Reconstruction mammaire
Trois femmes, trois parcours
La Presse
Reconstruction mammaire tardive
« Vous êtes beaucoup trop jeune pour continuer à vivre avec un seul sein. » Quand le chirurgien-plasticien Joseph Bou-Merhi lui a fait cette remarque, Sylvie Poirier avait 51 ans. Elle vivait depuis près de deux ans avec un seul sein et hésitait à se faire reconstruire son sein manquant. « J’en avais vraiment assez de tout ce qui était traitement, chirurgie, rendez-vous dans les hôpitaux », dit celle qui avait subi, en plus de sa mastectomie, 4 traitements de chimiothérapie, 25 traitements de radiothérapie et 2 tumorectomies.
Mais après sa rencontre avec le plasticien, l’idée de retrouver sa poitrine a commencé à faire son chemin, raconte Sylvie Poirier, qui trouvait désagréable de vivre avec un seul sein. « Mon sein gauche était quand même de bon volume et j’avais l’impression d’être débalancée tout le temps, d’avoir mal dans le dos », dit-elle.

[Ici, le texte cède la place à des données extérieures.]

use std::time::Duration;
use tracing::warn;
use webrtc::api::interceptor_registry::register_default_interceptors;
use webrtc::api::media_engine::MediaEngine;
use webrtc::api::{APIBuilder, API};
use webrtc::ice_transport::ice_server::RTCIceServer;
use webrtc::interceptor::registry::Registry;
use webrtc::peer_connection::configuration::RTCConfiguration;
use webrtc::peer_connection::policy::bundle_policy::RTCBundlePolicy;
use webrtc::rtp_transceiver::rtp_codec::{
    RTCRtpCodecCapability, RTCRtpCodecParameters, RTCRtpHeaderExtensionCapability, RTPCodecType,
};

use crate::error::{CallError, Result};
use crate::media::{MediaKind, SessionConfig};

pub const OPUS_PAYLOAD_TYPE: u8 = 111;
pub const VP8_PAYLOAD_TYPE: u8 = 96;

/// Opus TOC 0xf8 (CELT fullband, 20ms, one frame) followed by a silent frame.
const OPUS_SILENCE_FRAME: &[u8] = &[0xf8, 0xff, 0xfe];

/// 16x16 VP8 key frame: frame tag, start code, dimensions, zeroed first partition.
const VP8_KEY_FRAME: &[u8] = &[
    0x50, 0x01, 0x00, 0x9d, 0x01, 0x2a, 0x10, 0x00, 0x10, 0x00, 0x00, 0x00, 0x00, 0x00, 0x00,
    0x00, 0x00, 0x00, 0x00, 0x00,
];

const HEADER_EXTENSIONS: &[&str] = &[
    "urn:ietf:params:rtp-hdrext:sdes:mid",
    "urn:ietf:params:rtp-hdrext:ssrc-audio-level",
    "http://www.webrtc.org/experiments/rtp-hdrext/abs-send-time",
    "http://www.ietf.org/id/draft-holmer-rmcat-transport-wide-cc-extensions-01",
];

pub struct MediaSetup;

impl MediaSetup {
    /// Builds a WebRTC API with Opus audio, VP8 video and the default interceptors.
    pub fn create_webrtc_api() -> Result<API> {
        let mut media_engine = MediaEngine::default();

        // Opus with FEC and low latency settings
        media_engine
            .register_codec(
                RTCRtpCodecParameters {
                    capability: Self::codec_for(MediaKind::Audio),
                    payload_type: OPUS_PAYLOAD_TYPE,
                    ..Default::default()
                },
                RTPCodecType::Audio,
            )
            .map_err(|e| CallError::Session(format!("Failed to register Opus codec: {}", e)))?;

        media_engine
            .register_codec(
                RTCRtpCodecParameters {
                    capability: Self::codec_for(MediaKind::Video),
                    payload_type: VP8_PAYLOAD_TYPE,
                    ..Default::default()
                },
                RTPCodecType::Video,
            )
            .map_err(|e| CallError::Session(format!("Failed to register VP8 codec: {}", e)))?;

        for extension in HEADER_EXTENSIONS {
            for codec_type in [RTPCodecType::Audio, RTPCodecType::Video] {
                if let Err(e) = media_engine.register_header_extension(
                    RTCRtpHeaderExtensionCapability {
                        uri: extension.to_string(),
                    },
                    codec_type,
                    None,
                ) {
                    warn!(extension = %extension, error = %e, "Header extension not registered");
                }
            }
        }

        let registry = register_default_interceptors(Registry::new(), &mut media_engine)
            .map_err(|e| CallError::Session(format!("Failed to register interceptors: {}", e)))?;

        Ok(APIBuilder::new()
            .with_media_engine(media_engine)
            .with_interceptor_registry(registry)
            .build())
    }

    /// Peer connection configuration. An empty server list means host
    /// candidates only.
    pub fn rtc_config(config: &SessionConfig) -> RTCConfiguration {
        let ice_servers = if config.ice_servers.is_empty() {
            Vec::new()
        } else {
            vec![RTCIceServer {
                urls: config.ice_servers.clone(),
                ..Default::default()
            }]
        };

        RTCConfiguration {
            ice_servers,
            bundle_policy: RTCBundlePolicy::MaxBundle,
            ..Default::default()
        }
    }

    /// Codec used for local tracks of `kind`. Unknown kinds get an empty capability.
    pub fn codec_for(kind: MediaKind) -> RTCRtpCodecCapability {
        match kind {
            MediaKind::Audio => RTCRtpCodecCapability {
                mime_type: "audio/opus".to_owned(),
                clock_rate: 48000,
                channels: 2,
                sdp_fmtp_line: "minptime=10;useinbandfec=1".to_owned(),
                ..Default::default()
            },
            MediaKind::Video => RTCRtpCodecCapability {
                mime_type: "video/VP8".to_owned(),
                clock_rate: 90000,
                channels: 0,
                sdp_fmtp_line: "".to_owned(),
                ..Default::default()
            },
            MediaKind::Unknown => RTCRtpCodecCapability::default(),
        }
    }

    /// Frame a local track of `kind` repeats in place of captured media, and
    /// the interval between two writes.
    pub fn placeholder_frame(kind: MediaKind) -> Option<(&'static [u8], Duration)> {
        match kind {
            MediaKind::Audio => Some((OPUS_SILENCE_FRAME, Duration::from_millis(20))),
            MediaKind::Video => Some((VP8_KEY_FRAME, Duration::from_millis(200))),
            MediaKind::Unknown => None,
        }
    }
}

#[cfg(test)]
mod tests {
    use super::*;

    #[test]
    fn test_rtc_config_without_servers() {
        let config = MediaSetup::rtc_config(&SessionConfig::default());
        assert!(config.ice_servers.is_empty());
        assert_eq!(config.bundle_policy, RTCBundlePolicy::MaxBundle);
    }

    #[test]
    fn test_rtc_config_with_stun() {
        let config = MediaSetup::rtc_config(&SessionConfig {
            ice_servers: vec!["stun:stun.l.google.com:19302".to_string()],
        });
        assert_eq!(config.ice_servers.len(), 1);
        assert_eq!(
            config.ice_servers[0].urls,
            vec!["stun:stun.l.google.com:19302".to_string()]
        );
    }

    #[test]
    fn test_codec_for_kind() {
        assert_eq!(MediaSetup::codec_for(MediaKind::Audio).mime_type, "audio/opus");
        assert_eq!(MediaSetup::codec_for(MediaKind::Video).clock_rate, 90000);
    }

    #[test]
    fn test_placeholder_frames() {
        let (audio, audio_interval) = MediaSetup::placeholder_frame(MediaKind::Audio).unwrap();
        assert_eq!(audio[0], 0xf8);
        assert_eq!(audio_interval, Duration::from_millis(20));

        let (video, _) = MediaSetup::placeholder_frame(MediaKind::Video).unwrap();
        // Key frame bit clear, start code present.
        assert_eq!(video[0] & 0x01, 0);
        assert_eq!(&video[3..6], &[0x9d, 0x01, 0x2a]);

        assert!(MediaSetup::placeholder_frame(MediaKind::Unknown).is_none());
    }

    #[test]
    fn test_create_api() {
        assert!(MediaSetup::create_webrtc_api().is_ok());
    }
}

En mars 2014, le D
Bou-Merhi a reconstruit son sein droit grâce à un lambeau de peau et de graisse prélevé sur son abdomen. La différence entre l’avant et l’après ?« C’est simple : je suis normale, je suis une femme. Le temps que j’ai eu un seul sein, j’étais une patiente, j’étais une mère de famille, mais je n’étais plus une femme. »
— Sylvie Poirier
« Être bien dans sa peau, ça n’existait plus. » « Je ne regrette pas, mais pas du tout, du tout, poursuit-elle. C’est sûr que les journées qui ont suivi la reconstruction, c’était douloureux, mais ça vaut le coup. Trois semaines plus tard, tu as tout oublié et tu apprécies vraiment. »
Reconstruction mammaire immédiate par prothèse d’expansion
Quand Majoly Dion a eu la confirmation qu’elle souffrait d’un cancer du sein, au début de 2013, elle a fureté sur l’internet pour s’informer sur la mastectomie. Ce qu’elle a trouvé ne l’a pas rassurée. Au contraire. « Je me voyais charcutée. Je me disais : "Ça ne se peut pas, je ne vais pas avoir l’air de ça" », se souvient-elle. Productrice-réalisatrice, Majoly Dion s’est donné une mission : faire un documentaire à partir de sa propre expérience, de la mastectomie jusqu’à la reconstruction de ses seins.
Pour donner un sens à ce qu’elle allait vivre, pour aider les femmes qui auront elles aussi à passer par là.
« Le documentaire touche à tout ce qu’on n’a jamais vu à l’écran et va pouvoir aider les femmes à comprendre. »
— Majoly Dion
« C’est mon expérience, mais je suis allée chercher aussi d’autres femmes qui ont vécu l’après-cancer. » Une chaîne spécialisée s’est montrée intéressée par l’achat du documentaire, mais Majoly Dion a préféré lancer sa propre chaîne télé internet pour l’offrir gratuitement et atteindre le plus de femmes possible, « 24 heures sur 24 ».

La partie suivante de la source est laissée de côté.